▶ **GOAL OF THE EXERCISE**: Locate every line in the records below that contains the word "insert", and copy each one.

[Saved data entries]
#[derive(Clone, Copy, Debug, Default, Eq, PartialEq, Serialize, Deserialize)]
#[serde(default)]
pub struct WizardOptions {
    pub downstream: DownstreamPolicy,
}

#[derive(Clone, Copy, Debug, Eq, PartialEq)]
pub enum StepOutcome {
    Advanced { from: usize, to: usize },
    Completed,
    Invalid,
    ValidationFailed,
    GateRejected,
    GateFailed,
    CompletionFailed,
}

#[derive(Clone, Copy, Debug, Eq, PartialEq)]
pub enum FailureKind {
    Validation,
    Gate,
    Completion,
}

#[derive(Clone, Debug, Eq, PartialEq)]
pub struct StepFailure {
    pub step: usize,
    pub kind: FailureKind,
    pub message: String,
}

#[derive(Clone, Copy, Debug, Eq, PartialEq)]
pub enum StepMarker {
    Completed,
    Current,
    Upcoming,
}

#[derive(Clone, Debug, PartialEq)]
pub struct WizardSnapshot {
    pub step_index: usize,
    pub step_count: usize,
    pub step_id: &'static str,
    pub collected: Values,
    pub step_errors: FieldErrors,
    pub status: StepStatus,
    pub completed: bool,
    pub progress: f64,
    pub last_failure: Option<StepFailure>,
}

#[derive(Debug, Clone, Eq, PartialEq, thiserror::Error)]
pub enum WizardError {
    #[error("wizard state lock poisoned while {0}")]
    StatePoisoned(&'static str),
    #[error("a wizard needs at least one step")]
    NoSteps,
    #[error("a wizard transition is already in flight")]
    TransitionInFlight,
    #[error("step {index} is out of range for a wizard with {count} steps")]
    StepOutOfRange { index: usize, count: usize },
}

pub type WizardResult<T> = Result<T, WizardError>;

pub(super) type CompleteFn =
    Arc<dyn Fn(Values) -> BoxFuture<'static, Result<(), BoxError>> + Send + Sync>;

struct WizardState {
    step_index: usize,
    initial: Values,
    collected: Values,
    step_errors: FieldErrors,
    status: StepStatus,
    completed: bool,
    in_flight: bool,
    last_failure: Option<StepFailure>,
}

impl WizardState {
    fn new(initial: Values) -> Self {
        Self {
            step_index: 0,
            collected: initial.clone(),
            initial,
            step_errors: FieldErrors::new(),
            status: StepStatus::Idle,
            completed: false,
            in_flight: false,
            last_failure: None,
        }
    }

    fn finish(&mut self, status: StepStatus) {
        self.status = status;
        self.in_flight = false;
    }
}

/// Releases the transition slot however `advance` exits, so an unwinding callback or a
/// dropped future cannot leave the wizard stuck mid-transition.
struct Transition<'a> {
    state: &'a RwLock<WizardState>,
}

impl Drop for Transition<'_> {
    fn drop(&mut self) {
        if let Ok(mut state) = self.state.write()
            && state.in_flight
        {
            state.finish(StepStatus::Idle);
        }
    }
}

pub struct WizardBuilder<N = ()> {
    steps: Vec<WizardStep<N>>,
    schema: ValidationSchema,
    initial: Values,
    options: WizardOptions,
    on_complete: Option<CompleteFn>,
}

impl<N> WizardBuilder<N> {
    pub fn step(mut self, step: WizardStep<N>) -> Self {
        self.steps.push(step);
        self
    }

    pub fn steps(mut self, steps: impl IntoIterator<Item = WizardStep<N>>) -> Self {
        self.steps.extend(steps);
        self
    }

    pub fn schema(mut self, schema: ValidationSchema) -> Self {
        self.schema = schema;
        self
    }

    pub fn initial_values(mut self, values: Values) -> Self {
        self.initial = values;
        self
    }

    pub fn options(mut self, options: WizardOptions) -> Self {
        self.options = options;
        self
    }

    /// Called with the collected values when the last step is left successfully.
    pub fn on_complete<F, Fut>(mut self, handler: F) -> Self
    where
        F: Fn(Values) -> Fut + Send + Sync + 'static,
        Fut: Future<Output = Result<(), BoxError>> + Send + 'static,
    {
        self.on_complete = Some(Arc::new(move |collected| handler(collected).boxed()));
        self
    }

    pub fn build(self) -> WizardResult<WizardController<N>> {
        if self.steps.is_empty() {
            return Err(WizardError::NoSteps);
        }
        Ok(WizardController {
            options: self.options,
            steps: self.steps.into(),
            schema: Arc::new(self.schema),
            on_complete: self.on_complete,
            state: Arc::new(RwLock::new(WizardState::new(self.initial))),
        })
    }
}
---
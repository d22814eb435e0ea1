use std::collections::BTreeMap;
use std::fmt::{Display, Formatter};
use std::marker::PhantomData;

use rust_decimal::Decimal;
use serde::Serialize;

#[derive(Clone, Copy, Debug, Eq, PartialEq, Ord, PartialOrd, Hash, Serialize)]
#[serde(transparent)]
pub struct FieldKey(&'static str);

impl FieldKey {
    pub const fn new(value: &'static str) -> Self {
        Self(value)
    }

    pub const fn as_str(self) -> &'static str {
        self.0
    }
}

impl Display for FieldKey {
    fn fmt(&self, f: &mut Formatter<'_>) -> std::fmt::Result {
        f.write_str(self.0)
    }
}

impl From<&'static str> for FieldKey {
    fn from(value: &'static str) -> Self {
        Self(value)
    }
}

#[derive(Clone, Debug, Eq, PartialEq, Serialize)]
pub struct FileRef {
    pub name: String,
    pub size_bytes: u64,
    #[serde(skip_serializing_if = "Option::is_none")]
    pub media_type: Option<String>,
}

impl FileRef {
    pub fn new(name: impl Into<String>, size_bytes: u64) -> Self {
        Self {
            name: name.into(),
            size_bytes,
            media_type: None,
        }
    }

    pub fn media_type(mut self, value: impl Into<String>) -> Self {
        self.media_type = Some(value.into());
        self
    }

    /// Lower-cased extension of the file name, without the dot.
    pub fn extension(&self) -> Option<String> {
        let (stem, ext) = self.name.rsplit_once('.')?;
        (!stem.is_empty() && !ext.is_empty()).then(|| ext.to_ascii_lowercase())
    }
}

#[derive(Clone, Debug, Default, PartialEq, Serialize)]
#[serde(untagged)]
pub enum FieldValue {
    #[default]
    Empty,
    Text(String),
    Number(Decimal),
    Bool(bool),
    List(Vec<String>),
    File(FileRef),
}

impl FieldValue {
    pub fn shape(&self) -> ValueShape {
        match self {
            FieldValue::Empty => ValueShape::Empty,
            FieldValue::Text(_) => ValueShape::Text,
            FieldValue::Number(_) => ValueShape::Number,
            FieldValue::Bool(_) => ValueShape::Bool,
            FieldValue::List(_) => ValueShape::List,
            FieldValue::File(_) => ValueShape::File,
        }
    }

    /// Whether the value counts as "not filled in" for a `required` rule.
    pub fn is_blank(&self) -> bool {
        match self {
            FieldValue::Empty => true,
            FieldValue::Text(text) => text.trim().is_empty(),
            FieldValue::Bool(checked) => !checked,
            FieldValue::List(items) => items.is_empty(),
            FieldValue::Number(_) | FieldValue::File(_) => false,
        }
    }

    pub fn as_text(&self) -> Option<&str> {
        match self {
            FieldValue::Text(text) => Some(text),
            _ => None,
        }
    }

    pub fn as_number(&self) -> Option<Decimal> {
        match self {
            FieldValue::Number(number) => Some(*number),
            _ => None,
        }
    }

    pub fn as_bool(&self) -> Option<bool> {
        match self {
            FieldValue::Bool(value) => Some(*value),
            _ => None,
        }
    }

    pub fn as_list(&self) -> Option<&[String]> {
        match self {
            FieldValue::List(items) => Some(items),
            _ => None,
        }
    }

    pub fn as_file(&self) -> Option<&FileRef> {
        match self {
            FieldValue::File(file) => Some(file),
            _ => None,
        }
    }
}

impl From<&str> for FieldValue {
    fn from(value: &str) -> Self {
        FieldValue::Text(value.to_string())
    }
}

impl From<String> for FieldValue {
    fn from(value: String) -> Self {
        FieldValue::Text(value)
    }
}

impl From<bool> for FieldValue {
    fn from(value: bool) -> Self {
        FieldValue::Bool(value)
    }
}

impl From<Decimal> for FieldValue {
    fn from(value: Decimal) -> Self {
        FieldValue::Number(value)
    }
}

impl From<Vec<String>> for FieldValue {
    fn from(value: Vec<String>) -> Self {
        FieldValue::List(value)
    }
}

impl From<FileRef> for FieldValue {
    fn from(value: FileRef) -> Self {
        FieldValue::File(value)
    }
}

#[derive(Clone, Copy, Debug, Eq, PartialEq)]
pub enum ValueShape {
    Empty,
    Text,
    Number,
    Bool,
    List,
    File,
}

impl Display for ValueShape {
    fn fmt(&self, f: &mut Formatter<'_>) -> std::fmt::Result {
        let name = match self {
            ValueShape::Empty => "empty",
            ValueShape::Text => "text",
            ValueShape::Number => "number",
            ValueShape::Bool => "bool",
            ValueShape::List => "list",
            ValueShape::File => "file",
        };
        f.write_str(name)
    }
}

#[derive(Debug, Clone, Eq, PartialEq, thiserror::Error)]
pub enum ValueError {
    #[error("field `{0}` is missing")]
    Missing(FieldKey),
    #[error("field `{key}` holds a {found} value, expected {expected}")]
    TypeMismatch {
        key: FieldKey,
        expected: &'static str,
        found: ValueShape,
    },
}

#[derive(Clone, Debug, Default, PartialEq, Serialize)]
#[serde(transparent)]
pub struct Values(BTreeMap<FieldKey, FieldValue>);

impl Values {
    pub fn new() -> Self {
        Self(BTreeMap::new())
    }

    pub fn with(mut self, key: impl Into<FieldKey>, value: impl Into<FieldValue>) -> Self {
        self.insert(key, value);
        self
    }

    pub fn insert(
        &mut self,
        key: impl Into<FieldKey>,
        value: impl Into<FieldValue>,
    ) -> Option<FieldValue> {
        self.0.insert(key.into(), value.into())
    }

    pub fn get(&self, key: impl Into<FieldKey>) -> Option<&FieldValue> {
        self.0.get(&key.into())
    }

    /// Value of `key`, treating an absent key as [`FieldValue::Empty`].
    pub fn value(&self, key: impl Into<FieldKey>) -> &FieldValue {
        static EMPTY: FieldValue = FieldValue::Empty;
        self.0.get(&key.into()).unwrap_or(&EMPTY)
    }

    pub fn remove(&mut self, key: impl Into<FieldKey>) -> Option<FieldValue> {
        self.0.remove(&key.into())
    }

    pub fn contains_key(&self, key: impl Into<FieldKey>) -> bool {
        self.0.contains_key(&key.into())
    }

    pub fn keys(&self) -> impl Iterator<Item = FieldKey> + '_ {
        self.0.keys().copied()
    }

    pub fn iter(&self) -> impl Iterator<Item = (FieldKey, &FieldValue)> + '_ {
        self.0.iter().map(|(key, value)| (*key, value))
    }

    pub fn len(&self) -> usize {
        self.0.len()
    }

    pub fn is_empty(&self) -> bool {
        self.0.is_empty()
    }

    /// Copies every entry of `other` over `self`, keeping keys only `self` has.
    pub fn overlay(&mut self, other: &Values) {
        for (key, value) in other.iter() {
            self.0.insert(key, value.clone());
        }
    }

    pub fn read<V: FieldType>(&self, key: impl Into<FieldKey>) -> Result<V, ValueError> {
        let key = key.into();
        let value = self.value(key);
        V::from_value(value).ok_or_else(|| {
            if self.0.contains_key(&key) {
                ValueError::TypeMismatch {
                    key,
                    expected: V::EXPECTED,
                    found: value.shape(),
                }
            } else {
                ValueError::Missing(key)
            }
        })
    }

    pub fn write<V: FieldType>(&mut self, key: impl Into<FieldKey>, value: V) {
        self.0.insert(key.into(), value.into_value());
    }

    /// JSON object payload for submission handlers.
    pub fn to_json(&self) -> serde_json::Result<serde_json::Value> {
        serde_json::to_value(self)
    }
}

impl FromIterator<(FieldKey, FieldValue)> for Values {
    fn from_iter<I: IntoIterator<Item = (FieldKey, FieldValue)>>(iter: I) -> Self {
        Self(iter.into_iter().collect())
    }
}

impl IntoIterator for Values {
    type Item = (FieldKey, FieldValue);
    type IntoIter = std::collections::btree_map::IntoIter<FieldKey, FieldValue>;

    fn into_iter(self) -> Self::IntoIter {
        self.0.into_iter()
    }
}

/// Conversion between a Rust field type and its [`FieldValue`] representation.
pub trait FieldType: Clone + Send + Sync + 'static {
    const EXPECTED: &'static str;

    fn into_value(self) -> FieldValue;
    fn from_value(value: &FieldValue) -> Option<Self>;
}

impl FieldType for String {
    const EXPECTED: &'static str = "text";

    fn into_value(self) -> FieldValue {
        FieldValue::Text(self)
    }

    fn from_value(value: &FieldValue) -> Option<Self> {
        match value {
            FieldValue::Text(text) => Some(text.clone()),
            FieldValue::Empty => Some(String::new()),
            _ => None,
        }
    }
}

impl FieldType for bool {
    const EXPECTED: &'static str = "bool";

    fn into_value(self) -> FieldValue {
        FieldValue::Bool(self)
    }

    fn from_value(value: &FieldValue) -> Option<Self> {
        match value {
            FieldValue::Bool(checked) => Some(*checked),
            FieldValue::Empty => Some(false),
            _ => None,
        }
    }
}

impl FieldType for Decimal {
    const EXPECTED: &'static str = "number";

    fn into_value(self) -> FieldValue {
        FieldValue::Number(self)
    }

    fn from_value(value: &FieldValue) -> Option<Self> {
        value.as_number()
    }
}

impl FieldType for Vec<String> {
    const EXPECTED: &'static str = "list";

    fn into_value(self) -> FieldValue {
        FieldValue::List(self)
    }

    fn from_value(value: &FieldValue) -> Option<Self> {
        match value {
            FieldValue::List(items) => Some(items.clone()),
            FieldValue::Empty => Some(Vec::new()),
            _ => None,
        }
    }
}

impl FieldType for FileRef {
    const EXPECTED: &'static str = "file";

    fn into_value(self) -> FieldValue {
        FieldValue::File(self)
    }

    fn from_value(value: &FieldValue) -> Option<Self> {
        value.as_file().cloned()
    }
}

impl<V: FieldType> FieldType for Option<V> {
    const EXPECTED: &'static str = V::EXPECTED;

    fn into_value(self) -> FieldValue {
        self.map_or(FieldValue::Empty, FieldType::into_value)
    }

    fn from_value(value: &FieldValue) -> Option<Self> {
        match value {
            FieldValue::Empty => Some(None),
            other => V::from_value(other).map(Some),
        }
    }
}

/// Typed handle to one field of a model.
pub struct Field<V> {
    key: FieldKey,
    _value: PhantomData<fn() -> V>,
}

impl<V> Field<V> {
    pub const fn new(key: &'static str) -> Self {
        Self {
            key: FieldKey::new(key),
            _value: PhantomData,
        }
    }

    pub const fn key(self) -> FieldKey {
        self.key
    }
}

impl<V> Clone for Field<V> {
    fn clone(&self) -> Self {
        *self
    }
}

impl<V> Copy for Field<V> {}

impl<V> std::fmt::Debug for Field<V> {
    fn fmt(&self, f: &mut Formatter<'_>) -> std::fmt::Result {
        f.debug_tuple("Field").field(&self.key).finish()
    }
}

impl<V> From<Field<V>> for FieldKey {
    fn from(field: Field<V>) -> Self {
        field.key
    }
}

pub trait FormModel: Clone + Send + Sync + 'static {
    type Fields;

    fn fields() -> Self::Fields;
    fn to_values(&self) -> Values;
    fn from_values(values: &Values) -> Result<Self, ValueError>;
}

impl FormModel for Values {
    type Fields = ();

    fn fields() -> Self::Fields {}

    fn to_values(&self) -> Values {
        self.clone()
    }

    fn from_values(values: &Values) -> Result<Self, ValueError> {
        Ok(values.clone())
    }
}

▶ **ANSWER BOX**:
        self.insert(key, value);
    pub fn insert(
        self.0.insert(key.into(), value.into())
            self.0.insert(key, value.clone());
        self.0.insert(key.into(), value.into_value());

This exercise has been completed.